They are 10” in the back. The instructions do you say they fit under MOST 15-inch wheels. The amount they are rubbing is very minimal. Curious to know why I couldn’t machine off a few mm in the spot it rubs? What do most do? Buy new wheels?

First off, when you buy a set of upgraded brakes you are buying the engineering of them as well as the parts and not just lip service and a bill of goods.

It's easy to criticize other's decisions of what components were chosen and why.

Personally I would go back to the seller and request that they correct the situation or take the brakes back. You CAN make a case rather easily of them selling them to you on the premise that they said that they knew exactly what they were doing with a Pantera to begin with and it appears that there was an oversight.

If you bought them yourself based upon your judgement, then you are the engineer and...ooops!
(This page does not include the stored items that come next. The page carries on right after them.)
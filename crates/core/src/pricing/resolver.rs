//! Fuzzy resolution of free-text product queries against the reference catalog.
//!
//! Every catalog key is scored against the query and the best candidate wins
//! when it clears the confidence floor. Scoring tiers, highest first:
//!
//! - exact match (default 100)
//! - query contains key (default 80)
//! - key contains query (default 70)
//! - word overlap, scaled to at most the overlap weight (default 60)
//!
//! Equal scores prefer the longer key, then the lexicographically smaller one,
//! so results never depend on catalog definition order.

use std::cmp::Ordering;
use std::sync::Arc;

use serde::{Deserialize, Serialize};
use tracing::debug;

use crate::domain::product::CatalogEntry;
use crate::domain::query::Query;
use crate::pricing::catalog::Catalog;

/// Tunable scoring constants. The defaults reproduce the historical behaviour;
/// none of them has been validated against real match quality.
#[derive(Clone, Copy, Debug, PartialEq, Eq, Serialize, Deserialize)]
pub struct ResolverSettings {
    pub exact_score: u8,
    pub query_contains_key_score: u8,
    pub key_contains_query_score: u8,
    pub word_overlap_score: u8,
    /// Query words shorter than this are ignored by the overlap tier.
    pub min_word_len: usize,
    pub confidence_floor: u8,
}

impl Default for ResolverSettings {
    fn default() -> Self {
        Self {
            exact_score: 100,
            query_contains_key_score: 80,
            key_contains_query_score: 70,
            word_overlap_score: 60,
            min_word_len: 3,
            confidence_floor: 20,
        }
    }
}

#[derive(Clone, Copy, Debug, PartialEq, Eq, Serialize, Deserialize)]
#[serde(rename_all = "snake_case")]
pub enum MatchSource {
    Catalog,
    CategoryDefault,
}

#[derive(Clone, Debug, PartialEq, Serialize, Deserialize)]
pub struct ResolutionResult {
    /// Catalog key of the hit, or the sanitized query text for a default.
    pub matched_key: String,
    pub score: u8,
    pub entry: CatalogEntry,
    pub source: MatchSource,
}

impl ResolutionResult {
    pub fn is_catalog_hit(&self) -> bool {
        self.source == MatchSource::Catalog
    }
}

/// A catalog entry paired with its score for the current query.
#[derive(Clone, Copy, Debug)]
pub struct ScoredCandidate<'a> {
    pub entry: &'a CatalogEntry,
    pub score: u8,
}

impl ScoredCandidate<'_> {
    /// Higher score first, then longer key, then lexicographically smaller key.
    fn rank(&self, other: &Self) -> Ordering {
        let key = self.entry.key.as_str();
        let other_key = other.entry.key.as_str();

        self.score
            .cmp(&other.score)
            .then_with(|| key.len().cmp(&other_key.len()))
            .then_with(|| other_key.cmp(key))
    }
}

pub trait PriceResolver: Send + Sync {
    fn resolve(&self, query: &Query) -> ResolutionResult;
}

#[derive(Clone, Debug)]
pub struct FuzzyResolver {
    catalog: Arc<Catalog>,
    settings: ResolverSettings,
}

impl FuzzyResolver {
    pub fn new(catalog: Arc<Catalog>) -> Self {
        Self::with_settings(catalog, ResolverSettings::default())
    }

    pub fn with_settings(catalog: Arc<Catalog>, settings: ResolverSettings) -> Self {
        Self { catalog, settings }
    }

    pub fn catalog(&self) -> &Catalog {
        &self.catalog
    }

    pub fn settings(&self) -> &ResolverSettings {
        &self.settings
    }

    /// Best-ranked candidate over the whole catalog, if the catalog has entries.
    pub fn best_candidate(&self, query_text: &str) -> Option<ScoredCandidate<'_>> {
        let query_lower = query_text.trim().to_lowercase();

        self.catalog
            .entries()
            .iter()
            .map(|entry| ScoredCandidate {
                entry,
                score: score_key(&query_lower, &entry.key.as_str().to_lowercase(), &self.settings),
            })
            .max_by(|left, right| left.rank(right))
    }
}

impl PriceResolver for FuzzyResolver {
    fn resolve(&self, query: &Query) -> ResolutionResult {
        let best = self.best_candidate(query.text());
        let best_score = best.map(|candidate| candidate.score).unwrap_or(0);

        let result = match best {
            Some(candidate) if candidate.score >= self.settings.confidence_floor => {
                ResolutionResult {
                    matched_key: candidate.entry.key.0.clone(),
                    score: candidate.score,
                    entry: candidate.entry.clone(),
                    source: MatchSource::Catalog,
                }
            }
            _ => ResolutionResult {
                matched_key: query.text().to_string(),
                score: best_score,
                entry: self.catalog.category_default(query.category_hint()).clone(),
                source: MatchSource::CategoryDefault,
            },
        };

        debug!(
            event_name = "pricing.resolver.decision",
            query = query.text(),
            category_hint = query.category_hint().unwrap_or("none"),
            matched_key = %result.matched_key,
            score = result.score,
            source = ?result.source,
            "resolved product query"
        );

        result
    }
}

/// Scores one lowercase query against one lowercase catalog key.
pub fn score_key(query_lower: &str, key_lower: &str, settings: &ResolverSettings) -> u8 {
    if query_lower == key_lower {
        return settings.exact_score;
    }
    if query_lower.contains(key_lower) {
        return settings.query_contains_key_score;
    }
    if key_lower.contains(query_lower) {
        return settings.key_contains_query_score;
    }

    word_overlap_score(query_lower, key_lower, settings)
}

fn word_overlap_score(query_lower: &str, key_lower: &str, settings: &ResolverSettings) -> u8 {
    let key_words: Vec<&str> = key_lower.split_whitespace().collect();
    let query_words: Vec<&str> = query_lower
        .split_whitespace()
        .filter(|word| word.chars().count() >= settings.min_word_len)
        .collect();

    let matching = query_words
        .iter()
        .filter(|query_word| {
            key_words
                .iter()
                .any(|key_word| key_word.contains(**query_word) || query_word.contains(key_word))
        })
        .count();

    let denominator = query_words.len().max(1);
    let score = matching * usize::from(settings.word_overlap_score) / denominator;
    u8::try_from(score).unwrap_or(u8::MAX)
}

#[cfg(test)]
mod tests {
    use std::sync::Arc;

    use super::{score_key, FuzzyResolver, MatchSource, PriceResolver, ResolverSettings};
    use crate::domain::product::{CatalogEntry, CatalogKey};
    use crate::domain::query::Query;
    use crate::pricing::catalog::{Catalog, CategoryDefault};

    fn entry(key: &str, reference_price: i64) -> CatalogEntry {
        CatalogEntry {
            key: CatalogKey(key.to_string()),
            reference_price,
            variation: 0.08,
            image_url: format!("https://example.test/{}.png", key.replace(' ', "-")),
            brand: None,
        }
    }

    fn resolver(keys: &[&str]) -> FuzzyResolver {
        let catalog = Catalog::new(
            keys.iter().map(|key| entry(key, 10_000)).collect(),
            vec![
                CategoryDefault { pattern: "vehicle".to_string(), entry: entry("vehicle", 550_000) },
                CategoryDefault { pattern: "shoe".to_string(), entry: entry("footwear", 3_500) },
            ],
            entry("product", 5_000),
        )
        .expect("fixture catalog is valid");
        FuzzyResolver::new(Arc::new(catalog))
    }

    fn query(text: &str, hint: Option<&str>) -> Query {
        Query::new(text, hint).expect("valid query")
    }

    #[test]
    fn resolution_is_deterministic() {
        let resolver = resolver(&["nike air max", "nike air max 90", "adidas ultraboost"]);
        let q = query("nike air max 90 shoes", Some("shoes"));

        let first = resolver.resolve(&q);
        let second = resolver.resolve(&q);

        assert_eq!(first.matched_key, second.matched_key);
        assert_eq!(first.score, second.score);
    }

    #[test]
    fn exact_match_scores_100_over_other_substring_hits() {
        let resolver = resolver(&["iphone 16", "iphone 16 pro", "iphone 16 pro max"]);

        let result = resolver.resolve(&query("iPhone 16 Pro", None));

        assert_eq!(result.score, 100);
        assert_eq!(result.matched_key, "iphone 16 pro");
        assert_eq!(result.source, MatchSource::Catalog);
    }

    #[test]
    fn containment_tie_prefers_longer_key() {
        let resolver = resolver(&["nike air max", "nike air max 90"]);

        let result = resolver.resolve(&query("nike air max 90 shoes", None));

        assert_eq!(result.score, 80);
        assert_eq!(result.matched_key, "nike air max 90");
    }

    #[test]
    fn tie_break_ignores_definition_order() {
        let forward = resolver(&["oneplus 12", "pixel 12"]);
        let reverse = resolver(&["pixel 12", "oneplus 12"]);
        let q = query("12", None);

        assert_eq!(forward.resolve(&q).matched_key, reverse.resolve(&q).matched_key);
    }

    #[test]
    fn equal_length_tie_takes_lexicographically_smallest_key() {
        let resolver = resolver(&["zeta phone", "alfa phone"]);

        let result = resolver.resolve(&query("phone", None));

        assert_eq!(result.score, 70);
        assert_eq!(result.matched_key, "alfa phone");
    }

    #[test]
    fn nonsense_query_falls_back_to_category_default() {
        let resolver = resolver(&["royal enfield classic 350", "nike air max"]);

        let result = resolver.resolve(&query("qwxz plorp", Some("Vehicles")));

        assert_eq!(result.score, 0);
        assert_eq!(result.source, MatchSource::CategoryDefault);
        assert_eq!(result.matched_key, "qwxz plorp");
        assert_eq!(result.entry.key.as_str(), "vehicle");
    }

    #[test]
    fn unknown_category_falls_back_to_generic_default() {
        let resolver = resolver(&["nike air max"]);

        let result = resolver.resolve(&query("qwxz", Some("toys")));

        assert_eq!(result.entry.key.as_str(), "product");
    }

    #[test]
    fn word_overlap_scores_proportionally() {
        let resolver = resolver(&["royal enfield classic 350"]);

        let result = resolver.resolve(&query("enfield classic bike", Some("vehicles")));

        assert_eq!(result.score, 40);
        assert_eq!(result.matched_key, "royal enfield classic 350");
        assert!(result.is_catalog_hit());
    }

    #[test]
    fn short_query_words_do_not_count() {
        let settings = ResolverSettings::default();

        assert_eq!(score_key("an of to", "royal enfield classic 350", &settings), 0);
        assert_eq!(score_key("the enfield", "royal enfield classic 350", &settings), 30);
    }

    #[test]
    fn word_overlap_is_bidirectional_per_word() {
        let settings = ResolverSettings::default();

        // "classics" contains key word "classic"; "enf" is contained in "enfield".
        assert_eq!(score_key("classics enf", "royal enfield classic 350", &settings), 60);
    }

    #[test]
    fn sanitized_query_matches_case_insensitively() {
        let resolver = resolver(&["iphone 16 pro"]);

        let result = resolver.resolve(&query("iPhone <16> Pro", None));

        assert!(result.score >= 70);
        assert_eq!(result.matched_key, "iphone 16 pro");
    }

    #[test]
    fn score_below_floor_uses_default_but_keeps_score() {
        let resolver = resolver(&["royal enfield classic 350"]);

        // one of four qualifying words overlaps: 60 / 4 = 15
        let result = resolver.resolve(&query("enfield bullet cruiser motorbike", None));

        assert_eq!(result.score, 15);
        assert_eq!(result.source, MatchSource::CategoryDefault);
    }

    #[test]
    fn custom_floor_is_honoured() {
        let catalog = resolver(&["royal enfield classic 350"]).catalog().clone();
        let strict = FuzzyResolver::with_settings(
            Arc::new(catalog),
            ResolverSettings { confidence_floor: 50, ..ResolverSettings::default() },
        );

        let result = strict.resolve(&query("enfield classic bike", None));

        assert_eq!(result.score, 40);
        assert_eq!(result.source, MatchSource::CategoryDefault);
    }

    #[test]
    fn embedded_catalog_resolves_known_products() {
        let catalog = Catalog::embedded().expect("embedded catalog");
        let resolver = FuzzyResolver::new(Arc::new(catalog));

        let bike = resolver.resolve(&query("enfield classic bike", Some("vehicles")));
        assert_eq!(bike.matched_key, "royal enfield classic 350");

        let phone = resolver.resolve(&query("Apple iPhone 16 Pro 256GB", Some("electronics")));
        assert_eq!(phone.matched_key, "iphone 16 pro");
        assert_eq!(phone.score, 80);
    }
}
It may be true that the Detomaso race cars were machining the 10" x 15" Campi wheels for additional clearances. Actually when I see the calipers that they picked to race with it suggests to me that somehow their combined thinking on the subject was very limited or at least limited to alternatives to them there in Europe.

Engineering wise it may have worked for them but I wouldn't have gone that route because the solutions to me just plain suck.



Panteras being raced here in North America had a better selection then of brake systems. With the exception possibly of the one Group 4 car, the few others racing were converted street cars that the two that I have seen were running the "Big Ford/Lincoln" calipers and rotors in the front and 65 Mustang front rotors and calipers in the rear.

Those were the brakes being run by Mustangs running in "Trans-Am" at the time. The system proved itself dependable and capable of the "suicide" type racing of those cars.

Those are probably more brakes then will ever be needed on a Pantera and the components are still available for it with the exception of the Mustang rotor, but you can still use your Pantera rear rotor with it and there is positively no clearance problems involved on the 15" rim.



The main issue with that set up is you need to rebalance the front rear braking bias and in the past, there was no parking brake for it.

On the Pantera, now you can use the electronic parking brake assembly from the Tesla.



Why shouldn't you machine your 10" Campi's? First off, they are somewhere around $2,500 each to replace. Second, they are 40 year old magnesium castings. I personally wouldn't just dismiss anything on those wheels as being "expendable". They are thin castings to begin with and as always x-raying something like that is a good idea BEFORE "you cut".

No one here, especially me is going to tell you what to do but as they say in politics, "to the victor belongs the Spoils". You modify them, if there is no problem with them, fine. If they fail under stress, maybe you get killed too?

Those wheels where probably $100 or $150 a piece cost to Detomaso at the time in the early '70s? If they broke one, "so what?"



Exactly where on the wheel is the contact? If it is the ID of the wheel, the issue of correction should be left to modifying the caliper and not the wheel. If it is the back of the spokes, use as thin a wheel spacer as will fix the clearance BUT watch your lug nut to stud engagement. Use generous amounts of "anti-sieze" on all the studs.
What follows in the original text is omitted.